Gejala dan tandanya adalah:
a Gejala perdarahan secara umum:
 Penderita tampak anemis (pucat)
 Bila perdarahan berat akan timbul gejala dan tanda syok hemoragik.
b Gejala adanya darah intra-peritoneal:
 Penderita akan merasa nyeri abdomen, yang dapat bervariasi dari ringan
sampai nyeri berat.
 Pada auskultasi biasanya bising usus menurun, yang bukan merupakan tanda
yang dapat dipercaya, karena bisisng usus akan menurun pada banyak
keadaan lain.

11
 Adanya nyeri tekan, kadang adanya nyeri lepas, dan defans muscular
(kekakuan otot) seperti pada peritonitis.
 Perut semakin membesar (hanya ditemukan apabila perdarahan hebat dan
pendrita tidak gemuk).
2. Pecahnya organ berlumen:
Pecahnya gaster , usus halus atau kolon akan menimbulkan peritonitis yang dapat
timbul cepat sekali (gaster) atau lebih lambat.
Pada pemeriksaan pebderita akan mengeluh nyeri seluruh abdomen. Pada auskultasi
bising usus akan menurun. Pada palpasi akan ditemukan defans muskuler, nyeri
tekan, dan nyeri lepas. Pada perkusi akan nyeri pula (nyeri ketok). Biasanya
peritonitis bukan merupakan keadaan yang memerlukan penanganan sangat segera,
(berbeda dengan perdarahan intra-peritoneal), sehingga jarang menjadi masalah pada
pra RS.

Apabila trauma tajam, maka kadang-kadang akan ditemukan bahwa ada organ

intra-abdomen yang menonjol ke luar ( paling sering omentum, bisa juga usus halus

atau kolon). Keadaan ini dikenal sebagai evisrasi.
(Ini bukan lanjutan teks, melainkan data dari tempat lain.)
//! Scoring functions for the three passes. Higher is better for all of them.
//!
//! Every call rebuilds the raster and graph from the gene it is given; no
//! state is carried between evaluations.

use std::collections::{BTreeMap, BTreeSet};
use std::f64::consts::E;

use serde::Serialize;

use crate::chromosome::{HazardChromosome, RoomChromosome, RoomTypeChromosome};
use crate::config::LevelConfig;
use crate::plan::{RoomMap, RoomsGraph};
use crate::types::RoomType;

/// Score for layouts that place fewer than two rooms or split into islands.
pub const LAYOUT_PENALTY: f64 = -1000.0;

const TARGET_DEGREE: f64 = 2.0;
const TARGET_DIAMETER: f64 = 3.0;
const AREA_DIVISOR: f64 = 25.0;
const HOLE_PENALTY: f64 = 100.0;

const NEIGHBOUR_BONUS: f64 = 10.0;
const CORRIDOR_CONNECTION_BONUS: f64 = 500.0;
const SIZE_BONUS: f64 = 1000.0;
const SINGLE_DOOR_BONUS: f64 = 1000.0;
const HALL_MIN_AREA: usize = 20;
const KITCHEN_AREA_BOUNDS: (usize, usize) = (15, 30);
const BATHROOM_MAX_AREA: usize = 15;
const STORAGE_MAX_AREA: usize = 10;

/// Measurements of a rasterized layout that feed the layout score.
#[derive(Clone, Copy, Debug, PartialEq, Serialize)]
pub struct LayoutMetrics {
    pub rooms: usize,
    pub connected: bool,
    pub narrow_cells: usize,
    pub tiny_cells: usize,
    pub building_area: usize,
    pub holes: usize,
    pub average_degree: f64,
    pub diameter: f64,
}

impl LayoutMetrics {
    pub fn measure(room_map: &RoomMap) -> Self {
        let graph = RoomsGraph::new(room_map);
        Self {
            rooms: room_map.room_count(),
            connected: graph.connected(),
            narrow_cells: room_map.narrow_corridors().len(),
            tiny_cells: room_map.tiny_corridors().len(),
            building_area: room_map.building_area(),
            holes: room_map.holes().len(),
            average_degree: graph.average_degree(),
            diameter: graph.diameter(),
        }
    }

    pub fn is_degenerate(&self) -> bool {
        self.rooms < 2 || !self.connected
    }

    pub fn score(&self) -> f64 {
        if self.is_degenerate() {
            return LAYOUT_PENALTY;
        }
        let degree_term = (-(self.average_degree - TARGET_DEGREE).powi(2)).exp();
        let diameter_term = (-(self.diameter - TARGET_DIAMETER).powi(2)).exp();
        let shape = degree_term * self.rooms as f64 * diameter_term;
        let corridor_damping =
            (E + self.narrow_cells as f64).ln() * 10_f64.powi(self.tiny_cells as i32);
        shape / corridor_damping + self.building_area as f64 / AREA_DIVISOR
            - HOLE_PENALTY * self.holes as f64
    }
}

/// Rewards a connected layout of several rooms with average degree near 2
/// and diameter near 3, a large footprint, few corridor cells and no holes.
pub fn room_layout_fitness(gene: &[RoomChromosome], config: &LevelConfig) -> f64 {
    LayoutMetrics::measure(&RoomMap::from_config(config, gene)).score()
}

/// Sums per-room bonuses for neighbour labels, connection counts and area.
pub fn room_type_fitness(gene: &[RoomTypeChromosome], config: &LevelConfig) -> f64 {
    let rooms: Vec<RoomChromosome> = gene.iter().map(|label| label.room.clone()).collect();
    let room_map = RoomMap::from_config(config, &rooms);
    let areas = room_map.rooms_area();
    let graph = RoomsGraph::new(&room_map);
    let labels: BTreeMap<usize, RoomType> =
        gene.iter().map(|label| (label.room.index, label.room_type)).collect();

    let mut fitness = 0.0;
    for (&room, neighbours) in graph.adjacency() {
        let Some(&room_type) = labels.get(&room) else {
            continue;
        };
        let neighbour_types: BTreeSet<RoomType> =
            neighbours.iter().filter_map(|neighbour| labels.get(neighbour).copied()).collect();
        let area = areas.get(&room).copied().unwrap_or(0);
        fitness += room_type_bonus(room_type, area, neighbours.len(), &neighbour_types);
    }
    fitness
}

fn room_type_bonus(
    room_type: RoomType,
    area: usize,
    connections: usize,
    neighbours: &BTreeSet<RoomType>,
) -> f64 {
    let next_to = |wanted: &[RoomType]| {
        wanted.iter().filter(|label| neighbours.contains(label)).count() as f64 * NEIGHBOUR_BONUS
    };
    let bonus_if = |condition: bool, bonus: f64| if condition { bonus } else { 0.0 };

    match room_type {
        RoomType::Corridor => {
            next_to(&[RoomType::Bathroom, RoomType::Kitchen])
                + CORRIDOR_CONNECTION_BONUS * connections as f64
        }
        RoomType::Hall => {
            next_to(&[RoomType::Storage, RoomType::Bathroom, RoomType::Kitchen])
                + bonus_if(area > HALL_MIN_AREA, SIZE_BONUS)
        }
        RoomType::Kitchen => {
            let (low, high) = KITCHEN_AREA_BOUNDS;
            next_to(&[RoomType::Storage, RoomType::Bathroom])
                + bonus_if(low < area && area < high, SIZE_BONUS)
        }
        RoomType::Bathroom => {
            bonus_if(area < BATHROOM_MAX_AREA, SIZE_BONUS)
                + bonus_if(connections == 1, SINGLE_DOOR_BONUS)
        }
        RoomType::Storage => bonus_if(area < STORAGE_MAX_AREA, SIZE_BONUS),
    }
}

/// Difficulty a room should carry: proportional to its size and growing
/// slowly with its distance rank from the entrance.
pub fn target_difficulty(config: &LevelConfig, tiles: usize, rank: usize) -> f64 {
    config.difficulty * (tiles as f64 / config.average_room_area) * (rank as f64 + 4.0).log(4.0)
}

/// Negated total deviation between target and observed difficulty.
pub fn hazard_fitness(gene: &[HazardChromosome], config: &LevelConfig) -> f64 {
    -gene
        .iter()
        .map(|room| {
            let target = target_difficulty(config, room.room_tiles.len(), room.rank);
            (target - room.observed_difficulty()).abs()
        })
        .sum::<f64>()
}

#[cfg(test)]
mod tests {
    use super::*;
    use crate::chromosome::HazardPlacement;
    use crate::types::{HazardKind, Layering, Point, Rect};

    fn room(index: usize, rect: Rect, links: &[usize], len: usize) -> RoomChromosome {
        let mut connected = vec![false; len];
        for &other in links {
            connected[other] = true;
        }
        RoomChromosome { index, rect, layering: Layering::Under, connected }
    }

    fn grid(width: i32, height: i32) -> LevelConfig {
        LevelConfig { width, height, ..LevelConfig::default() }
    }

    #[test]
    fn separated_rooms_are_penalized() {
        let gene = [
            room(0, Rect { x: 0, y: 0, w: 3, h: 3 }, &[1], 2),
            room(1, Rect { x: 6, y: 6, w: 3, h: 3 }, &[0], 2),
        ];
        assert_eq!(room_layout_fitness(&gene, &grid(10, 10)), LAYOUT_PENALTY);
    }

    #[test]
    fn single_full_grid_room_is_penalized() {
        let gene = [room(0, Rect { x: 0, y: 0, w: 10, h: 10 }, &[], 1)];
        assert_eq!(room_layout_fitness(&gene, &grid(10, 10)), LAYOUT_PENALTY);
    }

    #[test]
    fn adjacent_linked_rooms_score_the_closed_form() {
        let gene = [
            room(0, Rect { x: 0, y: 0, w: 4, h: 4 }, &[1], 2),
            room(1, Rect { x: 4, y: 0, w: 4, h: 4 }, &[0], 2),
        ];
        let metrics = LayoutMetrics::measure(&RoomMap::new(10, 10, &gene));
        assert_eq!(metrics.rooms, 2);
        assert_eq!(metrics.average_degree, 1.0);
        assert_eq!(metrics.diameter, 1.0);
        assert_eq!((metrics.narrow_cells, metrics.tiny_cells, metrics.holes), (0, 0, 0));

        let expected = (-1.0_f64).exp() * 2.0 * (-4.0_f64).exp() + 32.0 / 25.0;
        let actual = room_layout_fitness(&gene, &grid(10, 10));
        assert!((actual - expected).abs() < 1e-9, "{actual} != {expected}");
    }

    #[test]
    fn holes_cost_a_hundred_each() {
        let all = [0, 1, 2, 3];
        let frame = [
            room(0, Rect { x: 0, y: 0, w: 9, h: 3 }, &all, 4),
            room(1, Rect { x: 0, y: 6, w: 9, h: 3 }, &all, 4),
            room(2, Rect { x: 0, y: 3, w: 3, h: 3 }, &all, 4),
            room(3, Rect { x: 6, y: 3, w: 3, h: 3 }, &all, 4),
        ];
        let metrics = LayoutMetrics::measure(&RoomMap::new(9, 9, &frame));
        let mut filled = metrics;
        filled.holes = 0;
        assert!(metrics.connected);
        assert_eq!(metrics.holes, 9);
        assert!((filled.score() - metrics.score() - 100.0 * metrics.holes as f64).abs() < 1e-9);
    }

    fn labelled(rooms: &[RoomChromosome], types: &[RoomType]) -> Vec<RoomTypeChromosome> {
        rooms
            .iter()
            .zip(types)
            .map(|(room, &room_type)| RoomTypeChromosome { room: room.clone(), room_type })
            .collect()
    }

    fn corridor_with_bathroom() -> Vec<RoomChromosome> {
        vec![
            room(0, Rect { x: 0, y: 0, w: 6, h: 2 }, &[1], 2),
            room(1, Rect { x: 0, y: 2, w: 3, h: 3 }, &[0], 2),
        ]
    }

    #[test]
    fn corridor_next_to_small_bathroom() {
        let gene = labelled(&corridor_with_bathroom(), &[RoomType::Corridor, RoomType::Bathroom]);
        // Corridor: bathroom neighbour 10 + one connection 500.
        // Bathroom: area 9 < 15 and exactly one door.
        assert_eq!(room_type_fitness(&gene, &grid(10, 10)), 510.0 + 2000.0);
    }

    #[test]
    fn storage_and_hall_thresholds() {
        let rooms = [
            room(0, Rect { x: 0, y: 0, w: 7, h: 3 }, &[1], 2),
            room(1, Rect { x: 0, y: 3, w: 3, h: 3 }, &[0], 2),
        ];
        let gene = labelled(&rooms, &[RoomType::Hall, RoomType::Storage]);
        // Hall area 21 > 20 plus storage neighbour; storage area 9 < 10.
        assert_eq!(room_type_fitness(&gene, &grid(10, 10)), 1010.0 + 1000.0);

        let gene = labelled(&rooms, &[RoomType::Kitchen, RoomType::Kitchen]);
        // Area 21 lies inside the kitchen band; area 9 does not.
        assert_eq!(room_type_fitness(&gene, &grid(10, 10)), 1000.0);
    }

    #[test]
    fn unplaced_rooms_earn_nothing() {
        let rooms = [
            room(0, Rect { x: 0, y: 0, w: 3, h: 3 }, &[], 2),
            room(1, Rect { x: 1, y: 1, w: 3, h: 3 }, &[], 2),
        ];
        let overlapping = [
            room(0, Rect { x: 0, y: 0, w: 5, h: 5 }, &[], 2),
            room(1, Rect { x: 2, y: 2, w: 2, h: 2 }, &[], 2),
        ];
        let gene = labelled(&rooms, &[RoomType::Storage, RoomType::Storage]);
        assert_eq!(room_type_fitness(&gene, &grid(10, 10)), 2000.0);

        // The second room is fully covered and Under, so only the first counts.
        let gene = labelled(&overlapping, &[RoomType::Storage, RoomType::Storage]);
        assert_eq!(room_type_fitness(&gene, &grid(10, 10)), 0.0);
    }

    fn hazard_room(rank: usize, tiles: usize, kinds: &[HazardKind]) -> HazardChromosome {
        let room_tiles: Vec<Point> = (0..tiles as i32).map(|x| Point { x, y: 0 }).collect();
        let hazards = kinds
            .iter()
            .zip(&room_tiles)
            .map(|(&kind, &tile)| HazardPlacement { tile, kind })
            .collect();
        HazardChromosome { rank, room: rank, room_tiles, hazards }
    }

    #[test]
    fn hazard_fitness_measures_distance_from_target() {
        let config =
            LevelConfig { difficulty: 60.0, average_room_area: 54.0, ..LevelConfig::default() };
        // Rank 0 with an average sized room targets exactly the difficulty.
        let kinds = [HazardKind::Brute, HazardKind::Hound, HazardKind::MeleeStatic];
        let exact = hazard_room(0, 54, &kinds);
        assert!((target_difficulty(&config, 54, 0) - 60.0).abs() < 1e-9);
        assert!((hazard_fitness(&[exact], &config) - -(9.0 + 150.0 - 60.0)).abs() < 1e-9);

        // Rank 12 doubles the target: log4(16) = 2.
        let empty = hazard_room(12, 54, &[]);
        assert!((hazard_fitness(&[empty], &config) - -120.0).abs() < 1e-9);
        assert_eq!(hazard_fitness(&[], &config), 0.0);
    }
}
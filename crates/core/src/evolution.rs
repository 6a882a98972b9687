//! Small elitist genetic algorithm shared by every optimization pass.
//!
//! Each generation the population is ranked, the two fittest genes survive
//! unchanged, and every other slot is refilled with a mutated child of those
//! two. The random source is borrowed for the engine's lifetime and is the
//! only source of nondeterminism.

use std::error::Error;
use std::fmt;

use rand_chacha::rand_core::Rng;
use serde::{Deserialize, Serialize};

use crate::random;

type Mutator<'a, T, R> = Box<dyn Fn(&mut R, Vec<T>) -> Vec<T> + 'a>;
type Breeder<'a, T, R> = Box<dyn Fn(&mut R, &[T], &[T]) -> Vec<T> + 'a>;
type Fitness<'a, T> = Box<dyn Fn(&[T]) -> f64 + 'a>;

/// A gene paired with the fitness it scored.
#[derive(Clone, Debug, PartialEq)]
pub struct Scored<T> {
    pub gene: Vec<T>,
    pub fitness: f64,
}

/// Read-only view of a ranked population, handed to observers between generations.
#[derive(Debug)]
pub struct Generation<'p, T> {
    pub index: usize,
    /// Sorted fittest first.
    pub population: &'p [Scored<T>],
}

impl<T> Generation<'_, T> {
    pub fn best(&self) -> &Scored<T> {
        &self.population[0]
    }
}

#[derive(Clone, Copy, Debug, PartialEq, Eq)]
pub enum EvolutionError {
    EmptyPopulation,
}

impl fmt::Display for EvolutionError {
    fn fmt(&self, f: &mut fmt::Formatter<'_>) -> fmt::Result {
        match self {
            Self::EmptyPopulation => write!(f, "initial population is empty"),
        }
    }
}

impl Error for EvolutionError {}

pub struct GeneticAlgorithm<'a, T, R: ?Sized> {
    mutator: Mutator<'a, T, R>,
    breeder: Breeder<'a, T, R>,
    fitness: Fitness<'a, T>,
    initial: Vec<Vec<T>>,
    rng: &'a mut R,
}

impl<'a, T: Clone, R: Rng + ?Sized> GeneticAlgorithm<'a, T, R> {
    pub fn new(
        initial: Vec<Vec<T>>,
        mutator: impl Fn(&mut R, Vec<T>) -> Vec<T> + 'a,
        breeder: impl Fn(&mut R, &[T], &[T]) -> Vec<T> + 'a,
        fitness: impl Fn(&[T]) -> f64 + 'a,
        rng: &'a mut R,
    ) -> Result<Self, EvolutionError> {
        if initial.is_empty() {
            return Err(EvolutionError::EmptyPopulation);
        }
        Ok(Self {
            mutator: Box::new(mutator),
            breeder: Box::new(breeder),
            fitness: Box::new(fitness),
            initial,
            rng,
        })
    }

    /// Evolves the initial population for `generations` steps and returns the fittest gene.
    pub fn run(&mut self, generations: usize) -> Scored<T> {
        self.run_observed(generations, |_| {})
    }

    /// Like [`GeneticAlgorithm::run`], showing `observer` the ranked
    /// population before every step.
    pub fn run_observed(
        &mut self,
        generations: usize,
        mut observer: impl FnMut(&Generation<'_, T>),
    ) -> Scored<T> {
        let mut population: Vec<Scored<T>> =
            self.initial.iter().map(|gene| self.score(gene.clone())).collect();

        for index in 0..generations {
            sort_by_fitness(&mut population);
            tracing::debug!(generation = index, best = population[0].fitness, "population ranked");
            tracing::trace!(
                generation = index,
                scores = ?population.iter().map(|scored| scored.fitness).collect::<Vec<_>>(),
                "generation scores"
            );
            observer(&Generation { index, population: &population });
            self.step(&mut population);
        }

        sort_by_fitness(&mut population);
        population.swap_remove(0)
    }

    fn step(&mut self, population: &mut [Scored<T>]) {
        for slot in 2..population.len() {
            let child = (self.breeder)(&mut *self.rng, &population[0].gene, &population[1].gene);
            let mutated = (self.mutator)(&mut *self.rng, child);
            population[slot] = self.score(mutated);
        }
    }

    fn score(&self, gene: Vec<T>) -> Scored<T> {
        let fitness = (self.fitness)(&gene);
        Scored { gene, fitness }
    }
}

// Stable, so equally fit genes keep their relative order.
fn sort_by_fitness<T>(population: &mut [Scored<T>]) {
    population.sort_by(|a, b| b.fitness.total_cmp(&a.fitness));
}

#[derive(Clone, Copy, Debug, Default, PartialEq, Eq, Serialize, Deserialize)]
#[serde(rename_all = "snake_case")]
pub enum Crossover {
    #[default]
    Uniform,
    OnePoint,
}

impl Crossover {
    pub fn breed<T: Clone, R: Rng + ?Sized>(
        self,
        rng: &mut R,
        first: &[T],
        second: &[T],
    ) -> Vec<T> {
        match self {
            Crossover::Uniform => uniform_crossover(rng, first, second),
            Crossover::OnePoint => one_point_crossover(rng, first, second),
        }
    }
}

fn longer_first<'g, T>(first: &'g [T], second: &'g [T]) -> (&'g [T], &'g [T]) {
    if first.len() < second.len() { (second, first) } else { (first, second) }
}

/// Aligned slots pick either parent's allele; surplus slots of the longer
/// parent survive with even odds, so genes of unequal length can shrink.
pub fn uniform_crossover<T: Clone, R: Rng + ?Sized>(
    rng: &mut R,
    first: &[T],
    second: &[T],
) -> Vec<T> {
    let (longer, shorter) = longer_first(first, second);
    let mut child = Vec::with_capacity(longer.len());
    for (long_allele, short_allele) in longer.iter().zip(shorter) {
        child.push(if random::coin(rng) { long_allele.clone() } else { short_allele.clone() });
    }
    for surplus in &longer[shorter.len()..] {
        if random::coin(rng) {
            child.push(surplus.clone());
        }
    }
    child
}

/// Shorter parent's prefix up to a uniform split point, then the longer
/// parent's suffix; the child always has the longer parent's length.
pub fn one_point_crossover<T: Clone, R: Rng + ?Sized>(
    rng: &mut R,
    first: &[T],
    second: &[T],
) -> Vec<T> {
    let (longer, shorter) = longer_first(first, second);
    let split = random::below(rng, shorter.len() + 1);
    shorter[..split].iter().chain(&longer[split..]).cloned().collect()
}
Trauma ginjal akan menyebabkan perdarahan yang tidak masuk rongga

peritoneum (organ ekstra peritoleal). Jarang perdarahan dari ginjal akan menyebabkan

syok (walaupun bisa). Gejala lain pada trauma ginjal adalah bahwa kebanyakan

penderita ini akan kencing kemerahan atau kencing darah (hematuria).